[Stored items]
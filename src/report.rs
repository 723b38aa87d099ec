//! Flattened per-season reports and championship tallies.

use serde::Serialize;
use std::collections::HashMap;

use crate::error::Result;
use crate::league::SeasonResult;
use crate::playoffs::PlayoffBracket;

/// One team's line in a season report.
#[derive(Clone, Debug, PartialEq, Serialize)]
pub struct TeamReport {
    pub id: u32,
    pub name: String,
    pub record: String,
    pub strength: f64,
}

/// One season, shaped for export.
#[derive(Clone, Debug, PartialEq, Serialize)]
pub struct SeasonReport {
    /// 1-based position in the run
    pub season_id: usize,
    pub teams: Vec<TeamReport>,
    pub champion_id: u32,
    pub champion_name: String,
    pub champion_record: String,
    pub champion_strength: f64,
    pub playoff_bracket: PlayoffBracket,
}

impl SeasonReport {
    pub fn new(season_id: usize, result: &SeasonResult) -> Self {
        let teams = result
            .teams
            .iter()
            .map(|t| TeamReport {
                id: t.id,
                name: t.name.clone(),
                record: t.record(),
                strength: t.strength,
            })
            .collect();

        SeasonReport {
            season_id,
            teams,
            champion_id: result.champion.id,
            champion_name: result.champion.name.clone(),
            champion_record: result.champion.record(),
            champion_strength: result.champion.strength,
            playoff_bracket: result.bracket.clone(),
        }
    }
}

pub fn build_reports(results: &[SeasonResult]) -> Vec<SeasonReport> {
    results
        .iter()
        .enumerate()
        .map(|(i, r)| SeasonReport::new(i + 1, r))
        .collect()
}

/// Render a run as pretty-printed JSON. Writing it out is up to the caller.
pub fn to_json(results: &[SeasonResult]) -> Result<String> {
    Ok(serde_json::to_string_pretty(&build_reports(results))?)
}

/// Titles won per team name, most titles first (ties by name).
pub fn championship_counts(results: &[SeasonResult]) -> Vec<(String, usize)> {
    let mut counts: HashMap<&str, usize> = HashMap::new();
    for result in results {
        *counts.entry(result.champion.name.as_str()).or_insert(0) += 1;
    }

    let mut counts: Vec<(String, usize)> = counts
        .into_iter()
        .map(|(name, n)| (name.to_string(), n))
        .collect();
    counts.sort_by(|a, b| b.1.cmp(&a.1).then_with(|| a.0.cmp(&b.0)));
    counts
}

### Exercise brief
Print only the lines running from the one with "Ok(serde_json::to_string_pretty(&build_reports(results))?)" to the final line of the data above, each exactly as it appears.

### Result
    Ok(serde_json::to_string_pretty(&build_reports(results))?)
}

/// Titles won per team name, most titles first (ties by name).
pub fn championship_counts(results: &[SeasonResult]) -> Vec<(String, usize)> {
    let mut counts: HashMap<&str, usize> = HashMap::new();
    for result in results {
        *counts.entry(result.champion.name.as_str()).or_insert(0) += 1;
    }

    let mut counts: Vec<(String, usize)> = counts
        .into_iter()
        .map(|(name, n)| (name.to_string(), n))
        .collect();
    counts.sort_by(|a, b| b.1.cmp(&a.1).then_with(|| a.0.cmp(&b.0)));
    counts
}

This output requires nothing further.